Collected data entries:
-----

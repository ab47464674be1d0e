// Session state and the dispatcher boundary. Everything typed at the prompt,
// read from a script or handed over on the command line goes through
// `Shell::execute_line`.

pub mod script;

pub use script::{ensure_startup_script, STARTUP_SCRIPT};

use crate::cache::DurationCache;
use crate::command::help::{HelpBook, HELP_PROMPT, WELCOME};
use crate::command::{self, parse_line, playlist, Command, Registry};
use crate::error::{ShellError, ShellResult};
use crate::library::{self, Catalog, PlaylistStore, SharedCatalog};
use crate::player::{Player, TickOutcome};
use std::path::PathBuf;
use std::rc::Rc;
use std::sync::atomic::{AtomicBool, Ordering};
use std::sync::{Arc, RwLockReadGuard};
use tracing::{debug, info, warn};

#[derive(Debug, Clone, Copy, PartialEq, Eq)]
pub enum Mode {
    Normal,
    Help,
    ScriptExecution,
}

#[derive(Debug, Clone)]
pub struct Session {
    pub mode: Mode,
    pub prompt: String,
}

/// Where user-facing messages go.
#[derive(Debug)]
pub enum Console {
    Stdout,
    Captured(Vec<String>),
}

impl Console {
    pub fn say(&mut self, message: &str) {
        match self {
            Console::Stdout => println!("{}", message),
            Console::Captured(lines) => lines.push(message.to_string()),
        }
    }

    /// Drain captured output. Always empty for stdout.
    pub fn take(&mut self) -> Vec<String> {
        match self {
            Console::Stdout => Vec::new(),
            Console::Captured(lines) => std::mem::take(lines),
        }
    }
}

pub struct Shell {
    pub session: Session,
    pub player: Player,
    pub durations: DurationCache,
    pub catalog: SharedCatalog,
    pub console: Console,
    pub help: HelpBook,
    commands: Rc<Registry>,
    playlist_commands: Rc<Registry>,
    running: Arc<AtomicBool>,
}

impl Shell {
    pub fn new(player: Player, durations: DurationCache, catalog: SharedCatalog, prompt: String) -> Self {
        Self {
            session: Session {
                mode: Mode::Normal,
                prompt,
            },
            player,
            durations,
            catalog,
            console: Console::Stdout,
            help: HelpBook::new(),
            commands: Rc::new(command::default_registry()),
            playlist_commands: Rc::new(playlist::registry()),
            running: Arc::new(AtomicBool::new(true)),
        }
    }

    pub fn with_console(mut self, console: Console) -> Self {
        self.console = console;
        self
    }

    /// The flag every worker checks before its next iteration.
    pub fn running_flag(&self) -> Arc<AtomicBool> {
        Arc::clone(&self.running)
    }

    pub fn is_running(&self) -> bool {
        self.running.load(Ordering::SeqCst)
    }

    pub fn request_exit(&mut self) {
        info!("Exit requested");
        self.running.store(false, Ordering::SeqCst);
    }

    pub fn mode(&self) -> Mode {
        self.session.mode
    }

    pub fn prompt(&self) -> String {
        match self.session.mode {
            Mode::Help => HELP_PROMPT.to_string(),
            _ => self.session.prompt.clone(),
        }
    }

    pub fn say(&mut self, message: impl AsRef<str>) {
        self.console.say(message.as_ref());
    }

    pub fn catalog(&self) -> RwLockReadGuard<'_, Catalog> {
        library::read(&self.catalog)
    }

    pub fn music_dir(&self) -> PathBuf {
        self.catalog().music_dir.clone()
    }

    pub fn playlist_store(&self) -> PlaylistStore {
        PlaylistStore::new(self.catalog().playlist_dir.clone())
    }

    /// Run every command on the line in order. The mode is checked again
    /// before each one, so `help; list` enters help mode and then looks up
    /// `list` as a topic.
    pub fn execute_line(&mut self, line: &str) {
        debug!("Executing line: {:?}", line);
        for cmd in parse_line(line) {
            if !self.is_running() {
                break;
            }
            match self.session.mode {
                Mode::Help => self.help_mode_line(cmd),
                Mode::Normal | Mode::ScriptExecution => self.dispatch(cmd),
            }
        }
    }

    /// Run one command, turning any failure into a message.
    pub fn dispatch(&mut self, mut cmd: Command) {
        if let Err(err) = self.run_command(&mut cmd) {
            debug!("{} failed: {:?}", cmd.name(), err);
            self.report(err);
        }
    }

    pub fn run_command(&mut self, cmd: &mut Command) -> ShellResult<()> {
        let commands = Rc::clone(&self.commands);
        let (name, handler) = commands.resolve(cmd.name())?;
        debug!("Resolved {:?} to {}", cmd.name(), name);
        handler.call(self, cmd)
    }

    /// Run `cmd` (already shifted onto its sub-command name) against the
    /// playlist table.
    pub fn run_playlist_command(&mut self, cmd: &mut Command) -> ShellResult<()> {
        let commands = Rc::clone(&self.playlist_commands);
        let (_, handler) = commands.resolve(cmd.name())?;
        handler.call(self, cmd)
    }

    pub fn enter_help(&mut self) {
        self.session.mode = Mode::Help;
        self.say(WELCOME);
    }

    fn help_mode_line(&mut self, mut cmd: Command) {
        if cmd.name() == "quit" {
            self.session.mode = Mode::Normal;
            return;
        }
        let mut words = vec![cmd.name().to_string()];
        words.extend(cmd.remaining());
        match self.help.lookup(&words) {
            Ok(text) => self.say(text),
            Err(err) => self.report(err),
        }
    }

    pub fn report(&mut self, err: ShellError) {
        match err {
            ShellError::Usage(topic) => match self.help.topic(topic) {
                Ok(text) => self.say(text),
                Err(e) => self.say(e.to_string()),
            },
            ShellError::Io(e) => {
                warn!("I/O error in command: {}", e);
                self.say(format!("Error: {}", e));
            }
            other => self.say(other.to_string()),
        }
    }

    /// End of input at the prompt. Leaves help mode if in it, otherwise
    /// shuts the shell down. Returns whether to keep reading.
    pub fn end_of_input(&mut self) -> bool {
        if self.session.mode == Mode::Help {
            self.session.mode = Mode::Normal;
            return true;
        }
        self.request_exit();
        false
    }

    /// One song-completion check.
    pub fn tick(&mut self) -> TickOutcome {
        let dir = self.music_dir();
        let outcome = self.player.tick(&dir);
        match &outcome {
            TickOutcome::Nothing => {}
            TickOutcome::Repeated(track) => debug!("Repeated {}", track),
            TickOutcome::Advanced(track) => {
                info!("Playlist advanced to {}", track);
                self.durations.ensure(track, &dir, self.player.engine());
            }
            TickOutcome::Finished => debug!("Playback finished"),
        }
        outcome
    }
}

#[cfg(test)]
pub(crate) mod testing {
    use super::*;
    use crate::audio::fake::{FakeEngine, FakeState};
    use crate::cache::DEFAULT_CAPACITY;
    use std::cell::RefCell;
    use std::fs;
    use std::time::Duration;
    use tempfile::TempDir;

    pub(crate) struct Fixture {
        pub shell: Shell,
        pub engine: Rc<RefCell<FakeState>>,
        pub dir: TempDir,
    }

    /// A shell over a temporary music directory holding `songs`, with
    /// `playlists/` and `scripts/` next to it.
    pub(crate) fn fixture(songs: &[&str]) -> Fixture {
        let dir = tempfile::tempdir().unwrap();
        let music = dir.path().join("music");
        let playlists = dir.path().join("playlists");
        let scripts = dir.path().join("scripts");
        for d in [&music, &playlists, &scripts] {
            fs::create_dir_all(d).unwrap();
        }
        for song in songs {
            fs::write(music.join(song), b"").unwrap();
        }

        let (engine, state) = FakeEngine::new();
        let player = Player::new(Box::new(engine), Duration::from_millis(20));
        let durations = DurationCache::new(dir.path().join("cache"), DEFAULT_CAPACITY);
        let catalog = Catalog::scan(music, playlists, scripts).into_shared();
        let shell = Shell::new(player, durations, catalog, "> ".to_string())
            .with_console(Console::Captured(Vec::new()));

        Fixture {
            shell,
            engine: state,
            dir,
        }
    }

    impl Fixture {
        /// Execute a line and return what it printed.
        pub fn run(&mut self, line: &str) -> Vec<String> {
            self.shell.execute_line(line);
            self.shell.console.take()
        }

        pub fn music(&self) -> PathBuf {
            self.dir.path().join("music")
        }

        pub fn playlists(&self) -> PathBuf {
            self.dir.path().join("playlists")
        }

        pub fn scripts(&self) -> PathBuf {
            self.dir.path().join("scripts")
        }

        pub fn write_script(&mut self, name: &str, content: &str) {
            fs::write(self.scripts().join(name), content).unwrap();
            library::write(&self.shell.catalog).refresh(library::CatalogKind::Scripts);
        }
    }
}

#[cfg(test)]
mod tests {
    use super::testing::fixture;
    use super::*;

    #[test]
    fn test_unknown_and_ambiguous_commands_are_reported() {
        let mut fx = fixture(&[]);
        assert_eq!(fx.run("frobnicate"), vec!["Command 'frobnicate' not found."]);
        assert_eq!(fx.run("l"), vec!["Multiple matches found, could be one of list, loop."]);
        assert!(fx.shell.is_running());
    }

    #[test]
    fn test_help_mode_is_reread_between_commands() {
        let mut fx = fixture(&[]);
        let out = fx.run("help; list; quit; volume");
        assert_eq!(fx.shell.mode(), Mode::Normal);
        assert_eq!(out[0], WELCOME);
        assert_eq!(out[1], fx.shell.help.topic("list").unwrap());
        assert_eq!(out[2], "Volume: 100.0%");
    }

    #[test]
    fn test_help_mode_prompt_and_unknown_topic() {
        let mut fx = fixture(&[]);
        fx.run("help");
        assert_eq!(fx.shell.prompt(), "?> ");
        assert_eq!(fx.run("zebra"), vec!["No help found for 'zebra'."]);
        assert_eq!(fx.shell.mode(), Mode::Help);
        fx.run("quit");
        assert_eq!(fx.shell.prompt(), "> ");
    }

    #[test]
    fn test_end_of_input() {
        let mut fx = fixture(&[]);
        fx.run("help");
        assert!(fx.shell.end_of_input());
        assert_eq!(fx.shell.mode(), Mode::Normal);
        assert!(fx.shell.is_running());

        assert!(!fx.shell.end_of_input());
        assert!(!fx.shell.is_running());
    }

    #[test]
    fn test_exit_stops_the_rest_of_the_line() {
        let mut fx = fixture(&[]);
        let out = fx.run("exit; volume");
        assert!(out.is_empty());
        assert!(!fx.shell.is_running());
    }

    #[test]
    fn test_missing_argument_is_not_fatal() {
        let mut fx = fixture(&[]);
        assert_eq!(fx.run("seek"), vec!["Expected another argument."]);
        assert!(fx.shell.is_running());
    }
}
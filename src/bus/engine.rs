//! Bus master protocol engine.
//!
//! Every operation is a polling loop over [`Channel::exchange`]: one
//! exchange is one simulated clock edge, and the loop only moves on once the
//! simulator has answered. The handshake for a transfer runs in two phases:
//!
//! ```text
//! request frame ──► ACK_WAIT ──(ack, write)──────────────────► DONE
//!                   │  ▲
//!                   └──┘ !ack, resend request
//!                   │
//!                   └──(ack, read)──► REQ_WAIT ──(req)──────► DONE
//!                                     │  ▲
//!                                     └──┘ !req, send idle frame
//! ```
//!
//! Writes finish as soon as the command is accepted; reads keep the bus idle
//! until the data is flagged valid.

use tokio::io::{AsyncRead, AsyncWrite};

use crate::error::{CosimError, Result};
use crate::protocol::{ControlScalar, InboundFrame, OutboundFrame, INBOUND_FRAME_SIZE, SCALAR_SIZE};
use crate::transport::Channel;

/// A bus master session.
///
/// Owns the channel and the frames of the cycle in flight. Operations take
/// `&mut self`, so a session drives exactly one transaction at a time.
#[derive(Debug)]
pub struct BusMaster<W, R> {
    channel: Channel<W, R>,
    d_o: OutboundFrame,
    c_o: ControlScalar,
    d_i: InboundFrame,
    c_i: ControlScalar,
    poll_limit: Option<u64>,
    cycles: u64,
}

impl<W, R> BusMaster<W, R>
where
    W: AsyncWrite + Unpin,
    R: AsyncRead + Unpin,
{
    /// Start a session over an open channel.
    pub fn new(channel: Channel<W, R>) -> Self {
        Self {
            channel,
            d_o: OutboundFrame::idle(),
            c_o: ControlScalar::RUN,
            d_i: InboundFrame::quiet(),
            c_i: ControlScalar::RUN,
            poll_limit: None,
            cycles: 0,
        }
    }

    /// Bound every polling loop to `limit` cycles.
    ///
    /// A loop that runs out fails with [`CosimError::PollLimitExceeded`].
    /// Intended for test harnesses; real sessions wait for the simulator
    /// however long it takes.
    pub fn with_poll_limit(mut self, limit: u64) -> Self {
        self.poll_limit = Some(limit);
        self
    }

    /// Current polling bound.
    pub fn poll_limit(&self) -> Option<u64> {
        self.poll_limit
    }

    /// Number of exchanges performed so far.
    pub fn cycles(&self) -> u64 {
        self.cycles
    }

    /// Inbound frame of the most recent exchange.
    pub fn last_inbound(&self) -> &InboundFrame {
        &self.d_i
    }

    /// Inbound control scalar of the most recent exchange.
    pub fn last_scalar(&self) -> ControlScalar {
        self.c_i
    }

    /// End the session and hand back the channel.
    pub fn into_channel(self) -> Channel<W, R> {
        self.channel
    }

    /// Hold the bus idle until the simulator releases reset.
    ///
    /// Exchanges the idle frame once, then again for as long as the inbound
    /// scalar reports reset asserted.
    pub async fn reset(&mut self) -> Result<()> {
        self.d_o = OutboundFrame::idle();
        self.c_o = ControlScalar::RUN;

        let polled = self.poll_until("reset", |_, rst| !rst.is_set()).await?;
        tracing::debug!(cycles = polled, "reset released");
        Ok(())
    }

    /// Run one bus transfer.
    ///
    /// Sends the request until the simulator acknowledges it. A write then
    /// returns `data` unchanged. A read samples `req` on the acknowledging
    /// cycle and, if it is still low, idles the bus until it rises; the data
    /// word of that cycle is returned, with `X` bits read as 1 and `Z` bits
    /// as 0.
    pub async fn rw(&mut self, wen: bool, addr: u32, sel: u8, data: u32) -> Result<u32> {
        self.d_o = OutboundFrame::request(wen, addr, sel, data);
        self.c_o = ControlScalar::RUN;

        let ack_cycles = self.poll_until("ack", |d_i, _| d_i.ack()).await?;

        if wen {
            tracing::debug!(addr, sel, data, cycles = ack_cycles, "write");
            return Ok(data);
        }

        let mut req_cycles = 0;
        if !self.d_i.req() {
            self.d_o = OutboundFrame::idle();
            req_cycles = self.poll_until("req", |d_i, _| d_i.req()).await?;
        }

        let word = self.d_i.dat;
        if !word.is_known() {
            tracing::debug!(addr, planes = ?word.planes(), "read data is not fully driven");
        }
        let value = word.to_u32_lossy();
        tracing::debug!(addr, sel, value, cycles = ack_cycles + req_cycles, "read");
        Ok(value)
    }

    /// Keep the bus idle for `cycles` clock edges, ignoring the replies.
    ///
    /// Never fails; the `Result` keeps the signature in line with the other
    /// bus operations.
    pub async fn idle(&mut self, cycles: u64) -> Result<()> {
        self.d_o = OutboundFrame::idle();
        self.c_o = ControlScalar::RUN;

        for _ in 0..cycles {
            self.cycle().await;
        }
        Ok(())
    }

    /// Ask the simulator to finish.
    ///
    /// Sends the idle frame once with the stop scalar and reads nothing
    /// back.
    pub async fn stop(&mut self) -> Result<()> {
        self.d_o = OutboundFrame::idle();
        self.c_o = ControlScalar::STOP;

        let frame = self.d_o.encode();
        let scalar = self.c_o.encode();
        let errors = self.channel.exchange(&frame, &scalar, &mut [], &mut []).await;
        self.cycles += 1;
        if errors > 0 {
            tracing::warn!(cycle = self.cycles, errors, "transfer length mismatch on stop");
        }
        tracing::debug!(cycle = self.cycles, "stop sent");
        Ok(())
    }

    /// Repeat the current outbound frame until `done` holds for the reply.
    ///
    /// Only a cycle with a complete reply can satisfy `done`. Returns the
    /// number of exchanges, the satisfying one included.
    async fn poll_until<F>(&mut self, phase: &'static str, done: F) -> Result<u64>
    where
        F: Fn(&InboundFrame, ControlScalar) -> bool,
    {
        let mut polled = 0;
        loop {
            if let Some(limit) = self.poll_limit {
                if polled >= limit {
                    return Err(CosimError::PollLimitExceeded { phase, limit });
                }
            }
            let fresh = self.cycle().await;
            polled += 1;
            if fresh && done(&self.d_i, self.c_i) {
                return Ok(polled);
            }
        }
    }

    /// One full exchange: outbound frame and scalar out, scalar and frame in.
    ///
    /// An inbound segment that comes up short leaves the previous value in
    /// place. Returns whether a complete reply arrived.
    async fn cycle(&mut self) -> bool {
        let frame = self.d_o.encode();
        let scalar = self.c_o.encode();
        let mut c_i = [0u8; SCALAR_SIZE];
        let mut d_i = [0u8; INBOUND_FRAME_SIZE];

        let status = self
            .channel
            .exchange_segments(&frame, &scalar, &mut c_i, &mut d_i)
            .await;
        self.cycles += 1;
        let errors = status.errors();
        if errors > 0 {
            tracing::warn!(cycle = self.cycles, errors, "transfer length mismatch");
        }

        if status.in_a {
            self.c_i = ControlScalar::decode(c_i);
        }
        if status.in_b {
            if let Some(inbound) = InboundFrame::decode(&d_i) {
                self.d_i = inbound;
            }
        }
        tracing::trace!(
            cycle = self.cycles,
            ack = self.d_i.ack(),
            req = self.d_i.req(),
            rst = self.c_i.0,
            "cycle"
        );
        status.in_a && status.in_b
    }
}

-----

Problem details:
Wherever "library" turns up in the records, copy the whole line.

Response below:
use crate::library::{self, Catalog, PlaylistStore, SharedCatalog};
        library::read(&self.catalog)
            library::write(&self.shell.catalog).refresh(library::CatalogKind::Scripts);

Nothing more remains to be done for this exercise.